Licença Compensatória e Suas Controvérsias
A licença compensatória, introduzida em 2015 pela Lei 13.093, garante um adicional de um terço ao salário de magistrados que acumulam funções. No entanto, esse benefício não era pago inicialmente para não extrapolar o teto constitucional. Em 2022, o CNMP propôs que a licença fosse utilizada como folga, podendo ser convertida em indenização.
Recentemente, o Judiciário de São Paulo começou a pagar essa licença retroativamente a 2015, gerando controvérsias. O promotor Jairo Edward De Luca se opôs ao pagamento, considerando-o “antirrepublicano” e, por isso, recusou um crédito de R$ 1,3 milhão. Sua posição gerou críticas de outros membros do Ministério Público, que o acusaram de ser um “inimigo da classe”.

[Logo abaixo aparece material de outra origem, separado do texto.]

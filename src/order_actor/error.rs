//! Error types for the Order actor and the order service built on top of it.

use crate::rpc::{Code, Status};
use thiserror::Error;

/// Why an order operation failed.
///
/// This is the taxonomy callers see. Each variant renders as `<code>: <reason>` so a
/// client can tell exactly which precondition failed without reading logs.
#[derive(Debug, Clone, Error, PartialEq)]
pub enum OrderError {
    /// The request itself is wrong: empty order, zero quantity, unknown user or item.
    #[error("invalid_argument: {0}")]
    InvalidArgument(String),

    /// The requested order does not exist.
    #[error("not_found: {0}")]
    NotFound(String),

    /// A dependency could not be located or reached.
    #[error("unavailable: {0}")]
    ServiceUnavailable(String),

    /// The store failed.
    #[error("internal: {0}")]
    Internal(String),
}

impl OrderError {
    /// The RPC status code this error travels as.
    pub fn code(&self) -> Code {
        match self {
            OrderError::InvalidArgument(_) => Code::InvalidArgument,
            OrderError::NotFound(_) => Code::NotFound,
            OrderError::ServiceUnavailable(_) => Code::Unavailable,
            OrderError::Internal(_) => Code::Internal,
        }
    }

    /// The reason without its code prefix.
    pub fn reason(&self) -> &str {
        match self {
            OrderError::InvalidArgument(reason)
            | OrderError::NotFound(reason)
            | OrderError::ServiceUnavailable(reason)
            | OrderError::Internal(reason) => reason,
        }
    }
}

impl From<String> for OrderError {
    fn from(msg: String) -> Self {
        OrderError::Internal(msg)
    }
}

impl From<OrderError> for Status {
    fn from(err: OrderError) -> Self {
        Status::new(err.code(), err.reason())
    }
}

impl From<Status> for OrderError {
    fn from(status: Status) -> Self {
        match status.code {
            Code::InvalidArgument => OrderError::InvalidArgument(status.message),
            Code::NotFound => OrderError::NotFound(status.message),
            Code::Unavailable => OrderError::ServiceUnavailable(status.message),
            Code::DeadlineExceeded | Code::Internal | Code::Unimplemented => {
                OrderError::Internal(status.to_string())
            }
        }
    }
}

#[cfg(test)]
mod tests {
    use super::*;

    #[test]
    fn test_display_carries_code_prefix() {
        let err = OrderError::InvalidArgument("menu item 7 not found: no such item".into());
        assert_eq!(
            err.to_string(),
            "invalid_argument: menu item 7 not found: no such item"
        );
    }

    #[test]
    fn test_status_round_trip_keeps_class() {
        let err = OrderError::ServiceUnavailable("user-service".into());
        let status = Status::from(err.clone());
        assert_eq!(status.code, Code::Unavailable);
        assert_eq!(OrderError::from(status), err);
    }
}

De Luca entrou com uma Ação Popular no STF, buscando anular os atos normativos que autorizam o pagamento da licença compensatória, argumentando que esses atos carecem de legitimidade popular.
A Reação do STF e o Cenário Legislativo
O ministro Flávio Dino, do STF, concedeu uma liminar em fevereiro que exige a revisão das verbas pagas aos servidores públicos em até 60 dias. Essa decisão busca conter o que ele chamou de “multiplicação anômala de verbas indenizatórias”, que incluem benefícios com nomes controversos, como "auxílio-peru".
Apesar das críticas crescentes aos penduricalhos, o Congresso Nacional ainda não conseguiu avançar em propostas para limitar esses gastos. O especialista Rafael Viegas observa que a resistência política em enfrentar privilégios do alto funcionalismo impede uma reforma efetiva.
Várias propostas tramitam no Congresso, como o PL 2721/2021, que busca regulamentar os penduricalhos, mas que, segundo críticos, pode perpetuar as brechas existentes. Em contraste, outras iniciativas, como o PL 3401 e o PL 3328, visam a restrição dos benefícios, criando maior transparência e controle sobre as verbas.
Conclusão
A discussão sobre os "penduricalhos" no Judiciário expõe não apenas as fragilidades do sistema, mas também a urgência de uma reforma que promova maior eficiência e responsabilidade fiscal. A liminar do STF e as reações no Congresso Nacional serão fundamentais para determinar os próximos passos em direção a um Judiciário mais justo e eficiente, que atenda às necessidades da população brasileira.